Please retype the listing below exactly, from its opening line through the line where "async fn legacy_students(s: &PostgresStore)" appears.

____ ENTRIES SHOWN

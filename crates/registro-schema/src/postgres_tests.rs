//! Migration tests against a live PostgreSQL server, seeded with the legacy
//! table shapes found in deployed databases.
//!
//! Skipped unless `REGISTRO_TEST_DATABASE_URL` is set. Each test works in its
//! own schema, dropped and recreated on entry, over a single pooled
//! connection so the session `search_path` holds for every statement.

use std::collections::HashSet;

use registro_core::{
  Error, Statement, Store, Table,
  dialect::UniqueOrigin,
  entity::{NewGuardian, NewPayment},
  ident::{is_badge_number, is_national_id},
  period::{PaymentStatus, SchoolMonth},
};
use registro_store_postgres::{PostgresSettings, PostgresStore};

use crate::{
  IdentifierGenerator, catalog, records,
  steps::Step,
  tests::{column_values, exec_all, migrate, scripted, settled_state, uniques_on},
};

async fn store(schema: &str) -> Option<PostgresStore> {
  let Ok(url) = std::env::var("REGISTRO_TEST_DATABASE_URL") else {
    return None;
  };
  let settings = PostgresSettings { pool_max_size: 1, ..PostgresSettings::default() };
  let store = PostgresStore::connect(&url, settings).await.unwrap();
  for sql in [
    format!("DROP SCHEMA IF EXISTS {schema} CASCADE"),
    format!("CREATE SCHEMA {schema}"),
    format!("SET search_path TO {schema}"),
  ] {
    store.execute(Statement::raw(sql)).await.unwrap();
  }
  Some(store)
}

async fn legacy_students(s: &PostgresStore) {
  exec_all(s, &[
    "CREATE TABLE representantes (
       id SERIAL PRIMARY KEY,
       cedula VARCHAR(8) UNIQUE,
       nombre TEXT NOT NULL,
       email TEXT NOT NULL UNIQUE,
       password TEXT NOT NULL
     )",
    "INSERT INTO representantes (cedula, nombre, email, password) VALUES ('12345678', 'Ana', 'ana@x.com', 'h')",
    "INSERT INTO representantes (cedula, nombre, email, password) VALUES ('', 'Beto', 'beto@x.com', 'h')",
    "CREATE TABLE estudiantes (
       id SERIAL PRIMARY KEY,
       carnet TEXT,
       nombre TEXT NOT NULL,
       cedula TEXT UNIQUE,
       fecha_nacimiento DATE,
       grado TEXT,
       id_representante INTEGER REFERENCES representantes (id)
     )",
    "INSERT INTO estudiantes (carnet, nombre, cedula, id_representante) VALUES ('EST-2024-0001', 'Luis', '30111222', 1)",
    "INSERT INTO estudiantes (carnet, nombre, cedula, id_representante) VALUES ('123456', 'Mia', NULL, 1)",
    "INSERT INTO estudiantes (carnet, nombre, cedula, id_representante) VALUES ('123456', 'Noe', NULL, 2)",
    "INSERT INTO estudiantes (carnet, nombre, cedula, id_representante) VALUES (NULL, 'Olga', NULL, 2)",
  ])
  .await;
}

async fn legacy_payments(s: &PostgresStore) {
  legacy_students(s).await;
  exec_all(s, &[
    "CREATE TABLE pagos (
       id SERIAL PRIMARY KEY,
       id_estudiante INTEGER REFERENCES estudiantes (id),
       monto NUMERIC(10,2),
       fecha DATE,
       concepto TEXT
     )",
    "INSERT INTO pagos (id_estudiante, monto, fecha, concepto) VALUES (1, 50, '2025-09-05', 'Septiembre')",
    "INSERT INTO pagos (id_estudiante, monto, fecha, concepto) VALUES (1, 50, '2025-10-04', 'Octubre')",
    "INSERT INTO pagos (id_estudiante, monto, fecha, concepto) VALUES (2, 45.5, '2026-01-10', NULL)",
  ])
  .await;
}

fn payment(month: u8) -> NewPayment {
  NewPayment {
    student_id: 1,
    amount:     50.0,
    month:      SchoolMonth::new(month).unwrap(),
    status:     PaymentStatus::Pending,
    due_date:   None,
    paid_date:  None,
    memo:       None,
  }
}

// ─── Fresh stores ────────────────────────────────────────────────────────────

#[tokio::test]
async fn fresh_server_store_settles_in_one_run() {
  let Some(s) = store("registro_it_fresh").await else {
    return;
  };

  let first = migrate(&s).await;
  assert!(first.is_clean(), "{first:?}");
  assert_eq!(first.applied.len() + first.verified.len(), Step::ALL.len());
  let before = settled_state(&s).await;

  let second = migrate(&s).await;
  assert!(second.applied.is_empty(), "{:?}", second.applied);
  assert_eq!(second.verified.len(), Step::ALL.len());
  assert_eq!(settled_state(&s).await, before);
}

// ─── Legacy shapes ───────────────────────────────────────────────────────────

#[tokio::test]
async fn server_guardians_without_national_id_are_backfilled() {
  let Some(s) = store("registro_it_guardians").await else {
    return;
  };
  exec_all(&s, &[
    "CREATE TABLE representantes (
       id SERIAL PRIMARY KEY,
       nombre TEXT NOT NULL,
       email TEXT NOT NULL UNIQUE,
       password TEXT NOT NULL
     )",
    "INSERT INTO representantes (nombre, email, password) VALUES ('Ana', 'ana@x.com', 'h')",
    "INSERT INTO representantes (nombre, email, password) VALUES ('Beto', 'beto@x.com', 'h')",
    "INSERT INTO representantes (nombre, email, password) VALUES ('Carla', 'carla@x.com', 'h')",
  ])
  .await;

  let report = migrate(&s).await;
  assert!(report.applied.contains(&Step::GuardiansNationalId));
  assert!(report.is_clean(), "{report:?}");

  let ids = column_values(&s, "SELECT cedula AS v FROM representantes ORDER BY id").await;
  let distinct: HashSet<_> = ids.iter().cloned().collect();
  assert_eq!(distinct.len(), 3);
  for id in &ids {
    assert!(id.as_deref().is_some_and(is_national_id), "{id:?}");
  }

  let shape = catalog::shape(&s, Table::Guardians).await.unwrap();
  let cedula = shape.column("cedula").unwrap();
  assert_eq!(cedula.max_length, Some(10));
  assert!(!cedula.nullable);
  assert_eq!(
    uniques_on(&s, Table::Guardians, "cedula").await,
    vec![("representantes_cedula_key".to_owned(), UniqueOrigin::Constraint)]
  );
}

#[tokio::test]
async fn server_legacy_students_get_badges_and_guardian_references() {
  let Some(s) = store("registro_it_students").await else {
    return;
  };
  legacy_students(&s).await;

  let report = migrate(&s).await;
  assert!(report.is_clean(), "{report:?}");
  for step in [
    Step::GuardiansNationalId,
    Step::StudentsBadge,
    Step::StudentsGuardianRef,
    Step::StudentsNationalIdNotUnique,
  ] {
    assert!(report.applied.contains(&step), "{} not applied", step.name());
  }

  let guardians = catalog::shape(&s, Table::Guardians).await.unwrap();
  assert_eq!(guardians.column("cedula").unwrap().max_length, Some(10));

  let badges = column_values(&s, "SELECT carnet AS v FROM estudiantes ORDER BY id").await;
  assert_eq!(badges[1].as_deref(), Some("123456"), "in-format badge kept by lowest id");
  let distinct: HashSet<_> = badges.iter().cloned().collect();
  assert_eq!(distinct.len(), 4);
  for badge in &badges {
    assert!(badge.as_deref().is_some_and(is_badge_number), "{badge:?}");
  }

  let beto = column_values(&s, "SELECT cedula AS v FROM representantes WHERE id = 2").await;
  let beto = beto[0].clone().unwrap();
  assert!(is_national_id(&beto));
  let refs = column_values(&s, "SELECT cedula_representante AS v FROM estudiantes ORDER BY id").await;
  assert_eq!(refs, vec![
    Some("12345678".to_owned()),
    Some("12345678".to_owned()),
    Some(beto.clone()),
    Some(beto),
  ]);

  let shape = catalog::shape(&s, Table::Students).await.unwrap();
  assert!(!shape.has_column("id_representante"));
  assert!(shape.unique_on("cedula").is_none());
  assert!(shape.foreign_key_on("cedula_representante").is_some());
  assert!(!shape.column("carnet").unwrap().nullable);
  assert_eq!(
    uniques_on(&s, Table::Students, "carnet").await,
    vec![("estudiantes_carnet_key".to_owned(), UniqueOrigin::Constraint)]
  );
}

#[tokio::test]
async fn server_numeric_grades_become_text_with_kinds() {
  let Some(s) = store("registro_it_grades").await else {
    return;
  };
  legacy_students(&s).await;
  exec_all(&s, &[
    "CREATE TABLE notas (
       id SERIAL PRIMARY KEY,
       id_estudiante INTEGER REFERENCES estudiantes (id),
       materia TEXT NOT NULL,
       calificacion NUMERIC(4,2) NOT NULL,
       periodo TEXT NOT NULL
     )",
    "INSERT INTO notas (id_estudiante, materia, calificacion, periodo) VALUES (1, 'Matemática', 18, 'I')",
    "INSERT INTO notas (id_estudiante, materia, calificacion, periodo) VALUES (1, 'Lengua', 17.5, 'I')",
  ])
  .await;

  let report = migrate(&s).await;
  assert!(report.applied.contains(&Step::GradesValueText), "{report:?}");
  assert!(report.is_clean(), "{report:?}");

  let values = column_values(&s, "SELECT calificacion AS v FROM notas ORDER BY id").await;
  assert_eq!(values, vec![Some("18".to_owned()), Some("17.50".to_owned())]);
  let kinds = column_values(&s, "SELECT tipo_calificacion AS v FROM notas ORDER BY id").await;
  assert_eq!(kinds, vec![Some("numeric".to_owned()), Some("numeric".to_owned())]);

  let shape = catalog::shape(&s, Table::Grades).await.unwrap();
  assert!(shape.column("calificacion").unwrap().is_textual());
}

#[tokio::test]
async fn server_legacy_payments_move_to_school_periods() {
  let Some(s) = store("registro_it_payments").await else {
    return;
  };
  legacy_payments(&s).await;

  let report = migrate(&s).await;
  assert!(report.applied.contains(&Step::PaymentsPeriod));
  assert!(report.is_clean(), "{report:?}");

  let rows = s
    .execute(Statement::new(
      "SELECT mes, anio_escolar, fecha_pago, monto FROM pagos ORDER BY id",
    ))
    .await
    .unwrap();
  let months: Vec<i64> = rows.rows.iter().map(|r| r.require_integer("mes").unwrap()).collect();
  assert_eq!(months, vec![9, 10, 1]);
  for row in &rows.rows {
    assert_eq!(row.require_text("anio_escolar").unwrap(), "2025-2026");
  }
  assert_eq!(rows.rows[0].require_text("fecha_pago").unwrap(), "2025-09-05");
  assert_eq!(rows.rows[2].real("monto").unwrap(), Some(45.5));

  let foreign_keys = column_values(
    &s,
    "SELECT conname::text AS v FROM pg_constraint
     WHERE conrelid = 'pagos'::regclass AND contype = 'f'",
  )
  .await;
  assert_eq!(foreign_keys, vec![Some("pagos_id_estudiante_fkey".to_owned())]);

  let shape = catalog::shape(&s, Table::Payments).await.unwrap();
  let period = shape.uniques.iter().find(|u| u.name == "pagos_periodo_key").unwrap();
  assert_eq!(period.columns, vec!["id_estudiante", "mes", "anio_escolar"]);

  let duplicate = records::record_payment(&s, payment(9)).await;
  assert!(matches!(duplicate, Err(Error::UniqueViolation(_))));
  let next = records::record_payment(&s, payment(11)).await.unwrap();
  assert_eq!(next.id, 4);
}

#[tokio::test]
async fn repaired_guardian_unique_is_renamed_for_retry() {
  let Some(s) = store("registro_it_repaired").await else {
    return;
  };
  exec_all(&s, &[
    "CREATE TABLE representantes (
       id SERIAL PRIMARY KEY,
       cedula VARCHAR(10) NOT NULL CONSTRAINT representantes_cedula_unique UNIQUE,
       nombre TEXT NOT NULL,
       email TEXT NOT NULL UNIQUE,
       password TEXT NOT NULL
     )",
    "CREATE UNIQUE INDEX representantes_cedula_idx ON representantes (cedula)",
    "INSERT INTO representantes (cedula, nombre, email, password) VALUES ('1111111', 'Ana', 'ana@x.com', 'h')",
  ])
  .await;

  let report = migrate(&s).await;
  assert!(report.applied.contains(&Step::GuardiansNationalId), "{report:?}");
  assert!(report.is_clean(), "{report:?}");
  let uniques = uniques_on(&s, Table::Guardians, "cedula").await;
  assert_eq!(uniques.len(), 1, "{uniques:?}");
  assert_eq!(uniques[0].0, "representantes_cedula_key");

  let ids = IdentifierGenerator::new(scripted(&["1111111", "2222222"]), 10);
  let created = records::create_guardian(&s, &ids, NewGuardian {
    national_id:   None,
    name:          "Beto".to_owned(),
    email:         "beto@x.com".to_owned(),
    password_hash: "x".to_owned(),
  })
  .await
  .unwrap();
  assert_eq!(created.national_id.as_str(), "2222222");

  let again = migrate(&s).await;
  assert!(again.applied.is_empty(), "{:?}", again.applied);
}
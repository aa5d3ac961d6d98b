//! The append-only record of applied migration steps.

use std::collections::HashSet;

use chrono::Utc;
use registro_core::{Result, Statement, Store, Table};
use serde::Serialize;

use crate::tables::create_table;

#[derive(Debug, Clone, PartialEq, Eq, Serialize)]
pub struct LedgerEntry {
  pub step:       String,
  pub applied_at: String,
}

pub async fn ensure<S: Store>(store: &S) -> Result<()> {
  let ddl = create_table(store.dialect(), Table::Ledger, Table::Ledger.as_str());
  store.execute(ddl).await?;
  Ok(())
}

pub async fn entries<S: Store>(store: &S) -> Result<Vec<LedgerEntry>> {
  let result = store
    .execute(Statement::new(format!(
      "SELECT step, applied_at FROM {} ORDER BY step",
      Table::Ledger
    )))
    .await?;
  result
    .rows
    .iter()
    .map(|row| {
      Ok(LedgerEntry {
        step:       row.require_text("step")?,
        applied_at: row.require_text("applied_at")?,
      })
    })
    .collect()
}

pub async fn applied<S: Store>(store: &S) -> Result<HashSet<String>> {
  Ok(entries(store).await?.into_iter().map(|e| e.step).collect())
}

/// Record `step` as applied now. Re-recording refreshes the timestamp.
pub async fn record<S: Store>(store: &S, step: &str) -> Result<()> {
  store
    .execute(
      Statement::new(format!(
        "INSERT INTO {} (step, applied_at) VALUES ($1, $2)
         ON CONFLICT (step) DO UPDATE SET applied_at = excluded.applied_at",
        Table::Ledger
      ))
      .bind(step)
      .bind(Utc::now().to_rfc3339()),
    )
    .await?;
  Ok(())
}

________

_ANSWER BELOW_
filename crates/registro-schema/src/postgres_tests.rs
//! Migration tests against a live PostgreSQL server, seeded with the legacy
//! table shapes found in deployed databases.
//!
//! Skipped unless `REGISTRO_TEST_DATABASE_URL` is set. Each test works in its
//! own schema, dropped and recreated on entry, over a single pooled
//! connection so the session `search_path` holds for every statement.

use std::collections::HashSet;

use registro_core::{
  Error, Statement, Store, Table,
  dialect::UniqueOrigin,
  entity::{NewGuardian, NewPayment},
  ident::{is_badge_number, is_national_id},
  period::{PaymentStatus, SchoolMonth},
};
use registro_store_postgres::{PostgresSettings, PostgresStore};

use crate::{
  IdentifierGenerator, catalog, records,
  steps::Step,
  tests::{column_values, exec_all, migrate, scripted, settled_state, uniques_on},
};

async fn store(schema: &str) -> Option<PostgresStore> {
  let Ok(url) = std::env::var("REGISTRO_TEST_DATABASE_URL") else {
    return None;
  };
  let settings = PostgresSettings { pool_max_size: 1, ..PostgresSettings::default() };
  let store = PostgresStore::connect(&url, settings).await.unwrap();
  for sql in [
    format!("DROP SCHEMA IF EXISTS {schema} CASCADE"),
    format!("CREATE SCHEMA {schema}"),
    format!("SET search_path TO {schema}"),
  ] {
    store.execute(Statement::raw(sql)).await.unwrap();
  }
  Some(store)
}

async fn legacy_students(s: &PostgresStore) {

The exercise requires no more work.